Besides Welch, which people were most important in your development?
I was lucky to have a great dad. He was a professor and a business leader [CEO of Blue Cross Blue Shield Associations], and he had the Welch characteristic - fearlessness about change, fun with change.
I tend to be inspired by pieces of people. Look at Steve Jobs and his ability to commercialize innovation. That was the struggle at 3M - there's lots of innovation at the company, but how is it commercialized sustainably? That guy is the best I've known at that, and I have enormous respect for his ability to commercialize innovation.
Research finds that great performers in any field tended to receive a lot of early encouragement from their parents.
There was no question that in our house doing well, doing it the right way, school, sports - there was an expectation. One of the things I've taken away from that is that I'm unafraid to expect a fair amount from people. It makes them so much better - you're doing them a disservice if you don't.
I think some of the saddest things in the world are when you don't expect enough from your children. All of sudden they're 21, and they have lower standards than if you'd taken a tougher, higher, bumpier road with them. I pulled that from my father. It probably made me, as my wife tells me, a little overfocused, a little insensitive, a little too goal-oriented, but that's part of the package.
People often draw parallels between sports and other fields. You were enthusiastic about sports - do you see those parallels?
No question, though it's almost trite to say it these days. My sports were team sports, ice hockey and baseball. The whole team dynamic is similar in business. Leadership is earned - the captain earns that role; it's not because he's the coach's son. These are all things we know, but in today's world it's not a bad idea to remind ourselves. When companies lose their way, they lose their way on these fundamental issues of leadership.
Continually pushing oneself to improve is difficult and even painful, and it's largely a mystery why some people do it and others don't. Have you developed any views about that?
[Long pause.] That is such a great question. I do know that there's a restlessness in some people. Go back to Welch. What happened yesterday didn't matter. What happens tomorrow is the only thing that matters, and that's an everyday occurrence.

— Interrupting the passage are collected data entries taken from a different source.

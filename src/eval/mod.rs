//! Formula evaluation.
//!
//! Formulas are evaluated straight from their token arrays: operand tokens
//! push values, operator and function tokens pop their operands and push
//! the result. Before a formula runs, the formula cells it references are
//! walked with an explicit stack and evaluated deepest first, so long
//! reference chains never nest deeply on the call stack.
//!
//! # Caching
//!
//! Every value read during evaluation is cached in the [`FormulaEvaluator`],
//! plain cell values included. Changing a cell in the workbook is therefore
//! *not* noticed until the cache is cleared with
//! [`FormulaEvaluator::clear_all_cached_results`] or, for one cell and its
//! dependents, [`FormulaEvaluator::clear_cached_result`].
//!
//! # Errors
//!
//! Spreadsheet errors (`#DIV/0!`, `#VALUE!`, ...) are values, not failures:
//! they come back as [`CellValue::Error`]. Only a circular reference and
//! nesting beyond [`EvaluationOptions::max_depth`] fail the call.
//!
//! ```
//! use litchi_xls::{CellValue, FormulaEvaluator, Workbook};
//!
//! let mut book = Workbook::create();
//! let sheet = book.create_sheet("Sheet1").unwrap();
//! book.set_cell_number(sheet, 0, 0, 5.0).unwrap();
//! book.set_cell_formula(sheet, 0, 1, "A1*2+1").unwrap();
//!
//! let mut evaluator = FormulaEvaluator::new();
//! assert_eq!(evaluator.evaluate(&book, sheet, 0, 1).unwrap(), CellValue::Number(11.0));
//! ```

mod coerce;
mod functions;
mod interpreter;
mod operators;
mod tracker;
mod value;

pub use crate::formula::ErrorCode;
pub use functions::is_supported as is_function_supported;
pub use value::CellValue;

use crate::common::error::XlsResult;
use crate::config::EvaluationOptions;
use crate::formula::Ptg;
use crate::model::Workbook;
use crate::records::{CachedValue, StringRecord};
use interpreter::Interpreter;
use log::debug;
use std::ops::RangeInclusive;
use tracker::{CellKey, EvaluationTracker};
use value::{SheetArea, Value};

/// Content of a cell as the evaluator sees it.
#[derive(Debug, Clone, PartialEq)]
pub enum EvaluationCell {
    Number(f64),
    Text(String),
    Bool(bool),
    /// Raw BIFF error code.
    Error(u8),
    Blank,
    /// Formula tokens; `None` when they could not be decoded.
    Formula(Option<Vec<Ptg>>),
}

/// Workbook access needed by the evaluator.
///
/// Sheets are addressed by their position in the workbook, rows and
/// columns are 0-based.
pub trait EvaluationWorkbook {
    fn sheet_count(&self) -> usize;

    fn sheet_name(&self, sheet: usize) -> Option<&str>;

    fn sheet_index(&self, name: &str) -> Option<usize>;

    /// The cell at the given position, `None` when it does not exist.
    fn cell(&self, sheet: usize, row: u32, col: u16) -> Option<EvaluationCell>;

    /// Positions of the existing cells inside the rectangle, row-major.
    fn cells_in_area(&self, sheet: usize, rows: RangeInclusive<u32>, cols: RangeInclusive<u16>)
    -> Vec<(u32, u16)>;

    /// Sheet referenced by an EXTERNSHEET entry, `None` for external
    /// workbooks and deleted sheets.
    fn sheet_index_from_extern_sheet(&self, extern_sheet: u16) -> Option<usize>;

    /// Tokens of a defined name, by its one-based index.
    fn name_tokens(&self, name_index: u16) -> Option<Vec<Ptg>>;

    /// Text of an external name reference.
    fn name_x_text(&self, extern_sheet: u16, name_index: u16) -> Option<String>;
}

/// What operand resolution and functions need from the running
/// evaluation.
pub(crate) trait EvalContext {
    /// Value of a cell, evaluating it first when it holds a formula.
    fn cell_value(&mut self, sheet: usize, row: u32, col: u16) -> XlsResult<Value>;

    /// Existing cells of `area`, row-major.
    fn existing_cells(&mut self, area: &SheetArea) -> Vec<(u32, u16)>;

    /// Row and column of the formula being evaluated.
    fn position(&self) -> (u32, u16);
}

/// Evaluates formula cells and caches the results.
#[derive(Debug, Default)]
pub struct FormulaEvaluator {
    options: EvaluationOptions,
    tracker: EvaluationTracker,
}

impl FormulaEvaluator {
    pub fn new() -> Self {
        Self::default()
    }

    pub fn with_options(options: EvaluationOptions) -> Self {
        Self {
            options,
            tracker: EvaluationTracker::default(),
        }
    }

    pub fn options(&self) -> &EvaluationOptions {
        &self.options
    }

    /// Evaluate one cell. Plain cells give their value, missing cells are
    /// blank, formula cells are computed (or taken from the cache).
    ///
    /// # Errors
    ///
    /// [`XlsError::CircularReference`](crate::XlsError::CircularReference)
    /// when the formula depends on itself and
    /// [`XlsError::EvaluationDepthExceeded`](crate::XlsError::EvaluationDepthExceeded)
    /// when formulas nest deeper than the configured limit.
    pub fn evaluate(
        &mut self,
        book: &dyn EvaluationWorkbook,
        sheet: usize,
        row: u32,
        col: u16,
    ) -> XlsResult<CellValue> {
        if !self.options.cache_results {
            self.tracker.clear_all();
        }
        let key = CellKey::new(sheet, row, col);
        Interpreter::new(book, &mut self.tracker, &self.options, key).evaluate_cell(sheet, row, col)
    }

    /// Evaluate a formula cell and store the result as the cell's cached
    /// value. Returns `None`, and changes nothing, when the cell is not a
    /// formula.
    pub fn evaluate_formula_cell(
        &mut self,
        book: &mut Workbook,
        sheet: usize,
        row: u32,
        col: u16,
    ) -> XlsResult<Option<CellValue>> {
        if !is_formula_cell(book, sheet, row, col) {
            return Ok(None);
        }
        let value = self.evaluate(&*book, sheet, row, col)?;
        let Some(formula) = book
            .sheet_mut(sheet)
            .and_then(|s| s.cell_mut(row, col))
            .and_then(|c| c.as_formula_mut())
        else {
            return Ok(None);
        };
        let (cached, string) = match &value {
            CellValue::Number(n) => (CachedValue::Number(*n), None),
            CellValue::Text(s) if s.is_empty() => (CachedValue::Empty, None),
            CellValue::Text(s) => (CachedValue::String, Some(StringRecord::new(s.as_str()))),
            CellValue::Bool(b) => (CachedValue::Bool(*b), None),
            CellValue::Error(e) => (CachedValue::Error(e.code()), None),
            CellValue::Blank => (CachedValue::Number(0.0), None),
        };
        formula.record.cached = cached;
        formula.string = string;
        Ok(Some(value))
    }

    /// Evaluate a formula cell and replace the formula with its result.
    /// The cell keeps its format. Other cells are left alone and their
    /// value returned.
    pub fn evaluate_in_cell(
        &mut self,
        book: &mut Workbook,
        sheet: usize,
        row: u32,
        col: u16,
    ) -> XlsResult<CellValue> {
        let formula = is_formula_cell(book, sheet, row, col);
        let value = self.evaluate(&*book, sheet, row, col)?;
        if !formula {
            return Ok(value);
        }
        match &value {
            CellValue::Number(n) => book.set_cell_number(sheet, row, col, *n)?,
            CellValue::Text(s) => book.set_cell_string(sheet, row, col, s)?,
            CellValue::Bool(b) => book.set_cell_bool(sheet, row, col, *b)?,
            CellValue::Error(e) => book.set_cell_error(sheet, row, col, *e)?,
            CellValue::Blank => book.set_cell_number(sheet, row, col, 0.0)?,
        }
        Ok(value)
    }

    /// Evaluate every formula cell of every worksheet, storing the cached
    /// results. Returns the number of formula cells evaluated.
    pub fn evaluate_all_formula_cells(&mut self, book: &mut Workbook) -> XlsResult<usize> {
        let mut targets = Vec::new();
        for sheet in 0..book.sheet_count() {
            let Some(s) = book.sheet(sheet) else {
                continue;
            };
            targets.extend(
                s.cells()
                    .filter(|c| c.as_formula().is_some())
                    .map(|c| (sheet, c.row(), c.col())),
            );
        }
        debug!("evaluating {} formula cells", targets.len());
        let mut evaluated = 0;
        for (sheet, row, col) in targets {
            if self.evaluate_formula_cell(book, sheet, row, col)?.is_some() {
                evaluated += 1;
            }
        }
        Ok(evaluated)
    }

    /// Forget every cached value.
    pub fn clear_all_cached_results(&mut self) {
        self.tracker.clear_all();
    }

    /// Forget the cached value of one cell and of every cached formula
    /// that read it, directly or through other formulas.
    pub fn clear_cached_result(&mut self, sheet: usize, row: u32, col: u16) {
        self.tracker.invalidate(CellKey::new(sheet, row, col));
    }

    /// Number of cells whose value is currently cached.
    pub fn cached_result_count(&self) -> usize {
        self.tracker.cached_count()
    }
}

fn is_formula_cell(book: &Workbook, sheet: usize, row: u32, col: u16) -> bool {
    book.sheet(sheet)
        .and_then(|s| s.cell(row, col))
        .is_some_and(|c| c.as_formula().is_some())
}

#[cfg(test)]
mod tests {
    use super::*;
    use crate::XlsError;
    use crate::config::EvaluationOptions;

    fn book_with(cells: &[(u32, u16, &str)]) -> (Workbook, usize) {
        let mut book = Workbook::create();
        let sheet = book.create_sheet("Sheet1").unwrap();
        for &(row, col, content) in cells {
            match content.strip_prefix('=') {
                Some(formula) => book.set_cell_formula(sheet, row, col, formula).unwrap(),
                None => match content.parse::<f64>() {
                    Ok(n) => book.set_cell_number(sheet, row, col, n).unwrap(),
                    Err(_) => book.set_cell_string(sheet, row, col, content).unwrap(),
                },
            }
        }
        (book, sheet)
    }

    #[test]
    fn test_simple_formula() {
        let (book, sheet) = book_with(&[(0, 0, "5"), (0, 1, "=A1*2+1")]);
        let mut evaluator = FormulaEvaluator::new();
        assert_eq!(evaluator.evaluate(&book, sheet, 0, 1).unwrap(), CellValue::Number(11.0));
        assert_eq!(evaluator.evaluate(&book, sheet, 0, 0).unwrap(), CellValue::Number(5.0));
        assert_eq!(evaluator.evaluate(&book, sheet, 9, 9).unwrap(), CellValue::Blank);
    }

    #[test]
    fn test_cycle_is_an_error() {
        let (book, sheet) = book_with(&[(0, 0, "=B1+1"), (0, 1, "=A1+1")]);
        let mut evaluator = FormulaEvaluator::new();
        for col in 0..2 {
            let err = evaluator.evaluate(&book, sheet, 0, col).unwrap_err();
            assert!(matches!(err, XlsError::CircularReference { .. }), "{err}");
        }
        assert_eq!(evaluator.tracker.depth(), 0);
    }

    #[test]
    fn test_stale_until_cleared() {
        let (mut book, sheet) = book_with(&[(0, 0, "5"), (0, 1, "=A1*2+1"), (0, 2, "=B1")]);
        let mut evaluator = FormulaEvaluator::new();
        assert_eq!(evaluator.evaluate(&book, sheet, 0, 2).unwrap(), CellValue::Number(11.0));

        book.set_cell_number(sheet, 0, 0, 10.0).unwrap();
        assert_eq!(evaluator.evaluate(&book, sheet, 0, 1).unwrap(), CellValue::Number(11.0));

        evaluator.clear_cached_result(sheet, 0, 0);
        assert_eq!(evaluator.evaluate(&book, sheet, 0, 2).unwrap(), CellValue::Number(21.0));

        book.set_cell_number(sheet, 0, 0, 1.0).unwrap();
        evaluator.clear_all_cached_results();
        assert_eq!(evaluator.cached_result_count(), 0);
        assert_eq!(evaluator.evaluate(&book, sheet, 0, 1).unwrap(), CellValue::Number(3.0));
    }

    #[test]
    fn test_without_caching_changes_are_seen() {
        let (mut book, sheet) = book_with(&[(0, 0, "5"), (0, 1, "=A1+1")]);
        let mut evaluator = FormulaEvaluator::with_options(EvaluationOptions::new().with_cache_results(false));
        assert_eq!(evaluator.evaluate(&book, sheet, 0, 1).unwrap(), CellValue::Number(6.0));
        book.set_cell_number(sheet, 0, 0, 7.0).unwrap();
        assert_eq!(evaluator.evaluate(&book, sheet, 0, 1).unwrap(), CellValue::Number(8.0));
    }

    #[test]
    fn test_depth_limit() {
        let (book, sheet) = book_with(&[(0, 0, "1"), (1, 0, "=A1+1"), (2, 0, "=A2+1"), (3, 0, "=A3+1")]);
        let mut evaluator = FormulaEvaluator::with_options(EvaluationOptions::new().with_max_depth(2));
        let err = evaluator.evaluate(&book, sheet, 3, 0).unwrap_err();
        assert!(matches!(err, XlsError::EvaluationDepthExceeded { limit: 2 }));

        let mut evaluator = FormulaEvaluator::new();
        assert_eq!(evaluator.evaluate(&book, sheet, 3, 0).unwrap(), CellValue::Number(4.0));
    }

    #[test]
    fn test_formula_cell_write_back() {
        let (mut book, sheet) = book_with(&[(0, 0, "abc"), (0, 1, "=A1&\"def\""), (0, 2, "=1/0")]);
        let mut evaluator = FormulaEvaluator::new();
        let value = evaluator.evaluate_formula_cell(&mut book, sheet, 0, 1).unwrap();
        assert_eq!(value, Some(CellValue::Text("abcdef".to_string())));
        let cell = book.sheet(sheet).unwrap().cell(0, 1).unwrap().as_formula().unwrap();
        assert_eq!(cell.cached_string(), Some("abcdef"));
        assert_eq!(evaluator.evaluate_formula_cell(&mut book, sheet, 0, 0).unwrap(), None);

        let bytes = book.to_bytes().unwrap();
        let reread = Workbook::from_bytes(&bytes).unwrap();
        let cell = reread.sheet(sheet).unwrap().cell(0, 1).unwrap().as_formula().unwrap();
        assert_eq!(cell.cached_string(), Some("abcdef"));

        assert_eq!(evaluator.evaluate_all_formula_cells(&mut book).unwrap(), 2);
        let cell = book.sheet(sheet).unwrap().cell(0, 2).unwrap().as_formula().unwrap();
        assert_eq!(cell.record.cached, CachedValue::Error(ErrorCode::Div0.code()));
    }

    #[test]
    fn test_evaluate_in_cell_replaces_formula() {
        let (mut book, sheet) = book_with(&[(0, 0, "2"), (0, 1, "=A1>1")]);
        let mut evaluator = FormulaEvaluator::new();
        assert_eq!(
            evaluator.evaluate_in_cell(&mut book, sheet, 0, 1).unwrap(),
            CellValue::Bool(true)
        );
        let cell = book.sheet(sheet).unwrap().cell(0, 1).unwrap();
        assert!(cell.as_formula().is_none());
        assert_eq!(evaluator.evaluate_in_cell(&mut book, sheet, 0, 0).unwrap(), CellValue::Number(2.0));
    }

    #[test]
    fn test_function_support_query() {
        assert!(is_function_supported("SUMIF"));
        assert!(!is_function_supported("NPV"));
    }
}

I don't know if it comes from the toilet training, if your parents do expect a lot of you and you're always restlessly trying to grow and meet their expectations. That's a component. Another is that success and achievement can feed on themselves. It feels good to keep succeeding. It feels great to see the people you work with grow and achieve.
Maybe the ignition happens when you're younger, and then it feeds on itself. The next question is how you give it to people who weren't fortunate enough to have it given to them when they were young. It gets back to leadership attributes - expect a lot, inspire people, ask them to take the values that are important to them at home or at church and bring them to work.

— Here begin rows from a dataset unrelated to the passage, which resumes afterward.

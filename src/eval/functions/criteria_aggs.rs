use super::{Criterion, scalar_arg};
use crate::common::error::XlsResult;
use crate::eval::EvalContext;
use crate::eval::operators::number_result;
use crate::eval::value::{SheetArea, Value};
use crate::formula::ErrorCode;

/// `COUNTIF(range, criteria)`. Cells of the range that do not exist are
/// blank and are counted when blank matches.
pub(crate) fn countif(args: &[Value], ctx: &mut dyn EvalContext) -> XlsResult<Value> {
    let Some(range) = args[0].as_area() else {
        return Ok(Value::Error(ErrorCode::Value));
    };
    let Some(criterion) = Criterion::parse(&scalar_arg(args, 1, ctx)?) else {
        return Ok(Value::Number(0.0));
    };
    let existing = ctx.existing_cells(&range);
    let mut count = 0u64;
    for &(row, col) in &existing {
        if criterion.matches(&ctx.cell_value(range.sheet, row, col)?) {
            count += 1;
        }
    }
    if criterion.matches(&Value::Blank) {
        count += range.cell_count() - existing.len() as u64;
    }
    Ok(Value::Number(count as f64))
}

/// `SUMIF(range, criteria, [sum_range])`. The sum range takes its top-left
/// corner from the third argument and its shape from `range`. A matching
/// error in the sum range is the result.
pub(crate) fn sumif(args: &[Value], ctx: &mut dyn EvalContext) -> XlsResult<Value> {
    let Some(range) = args[0].as_area() else {
        return Ok(Value::Error(ErrorCode::Value));
    };
    let anchor = match args.get(2) {
        None | Some(Value::Missing) => range,
        Some(arg) => match arg.as_area() {
            Some(area) => area,
            None => return Ok(Value::Error(ErrorCode::Value)),
        },
    };
    let Some(criterion) = Criterion::parse(&scalar_arg(args, 1, ctx)?) else {
        return Ok(Value::Number(0.0));
    };
    let col_span = u16::try_from(range.cols() - 1).unwrap_or(u16::MAX);
    let sum_area = SheetArea::new(
        anchor.sheet,
        anchor.first_row,
        anchor.first_col,
        anchor.first_row.saturating_add(range.rows() - 1),
        anchor.first_col.saturating_add(col_span),
    );

    let mut total = 0.0;
    for (row, col) in ctx.existing_cells(&sum_area) {
        let value = ctx.cell_value(sum_area.sheet, row, col)?;
        if !matches!(value, Value::Number(_) | Value::Error(_)) {
            continue;
        }
        let tested = ctx.cell_value(
            range.sheet,
            range.first_row + (row - sum_area.first_row),
            range.first_col + (col - sum_area.first_col),
        )?;
        if !criterion.matches(&tested) {
            continue;
        }
        match value {
            Value::Number(n) => total += n,
            Value::Error(e) => return Ok(Value::Error(e)),
            _ => {},
        }
    }
    Ok(number_result(total))
}

#[cfg(test)]
mod tests {
    use super::super::test_support::*;
    use super::*;

    fn column_a() -> Grid {
        // A1:A5 = 3, 5, 7, 9, "x" ; B1:B5 = 10, 20, 30, 40, 50
        let mut cells = Vec::new();
        for (row, v) in [num(3.0), num(5.0), num(7.0), num(9.0), text("x")].into_iter().enumerate() {
            cells.push(((row as u32, 0), v));
            cells.push(((row as u32, 1), num(10.0 * (row as f64 + 1.0))));
        }
        Grid::with(&cells)
    }

    #[test]
    fn test_countif_numeric_criteria() {
        let mut grid = column_a();
        assert_eq!(countif(&[area(0, 0, 4, 0), text(">5")], &mut grid).unwrap(), num(2.0));
        assert_eq!(countif(&[area(0, 0, 4, 0), num(5.0)], &mut grid).unwrap(), num(1.0));
        assert_eq!(countif(&[area(0, 0, 4, 0), text(">=5")], &mut grid).unwrap(), num(3.0));
        assert_eq!(countif(&[area(0, 0, 4, 0), text("x")], &mut grid).unwrap(), num(1.0));
    }

    #[test]
    fn test_countif_counts_missing_cells_as_blank() {
        let mut grid = column_a();
        // A1:A10 has five missing cells.
        assert_eq!(countif(&[area(0, 0, 9, 0), text("=")], &mut grid).unwrap(), num(5.0));
        assert_eq!(countif(&[area(0, 0, 9, 0), text("<>5")], &mut grid).unwrap(), num(9.0));
        assert_eq!(countif(&[area(0, 0, 9, 0), Value::Missing], &mut grid).unwrap(), num(0.0));
        assert_eq!(countif(&[num(1.0), num(1.0)], &mut grid).unwrap(), Value::Error(ErrorCode::Value));
    }

    #[test]
    fn test_sumif() {
        let mut grid = column_a();
        assert_eq!(sumif(&[area(0, 0, 4, 0), text(">5")], &mut grid).unwrap(), num(16.0));
        assert_eq!(
            sumif(&[area(0, 0, 4, 0), text(">5"), area(0, 1, 4, 1)], &mut grid).unwrap(),
            num(70.0)
        );
        // Only the anchor of the sum range matters.
        assert_eq!(
            sumif(&[area(0, 0, 4, 0), text("x"), area(0, 1, 0, 1)], &mut grid).unwrap(),
            num(50.0)
        );
    }

    #[test]
    fn test_sumif_propagates_matching_errors() {
        let mut grid = column_a();
        grid.cells.insert((2, 1), Value::Error(ErrorCode::Div0));
        assert_eq!(
            sumif(&[area(0, 0, 4, 0), text(">5"), area(0, 1, 4, 1)], &mut grid).unwrap(),
            Value::Error(ErrorCode::Div0)
        );
        assert_eq!(
            sumif(&[area(0, 0, 4, 0), text("<5"), area(0, 1, 4, 1)], &mut grid).unwrap(),
            num(10.0)
        );
    }
}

Do those personal issues apply to a whole company?
Yes, institutionally, the ability to be agile enough is the gut issue in leading an organization today. You need a clear-eyed view of what's really happening in your marketplace and with your competition, of what you're really good at and not good at, which has probably changed over the past ten years. How you lead people in a way that makes them feel good about that, because it means job dislocation - that's the gut issue. If you can develop a team with the personal characteristics we talked about, how does that get institutionalized? That's the leadership challenge we're wrestling with at Boeing, and we're bound and determined to get it right.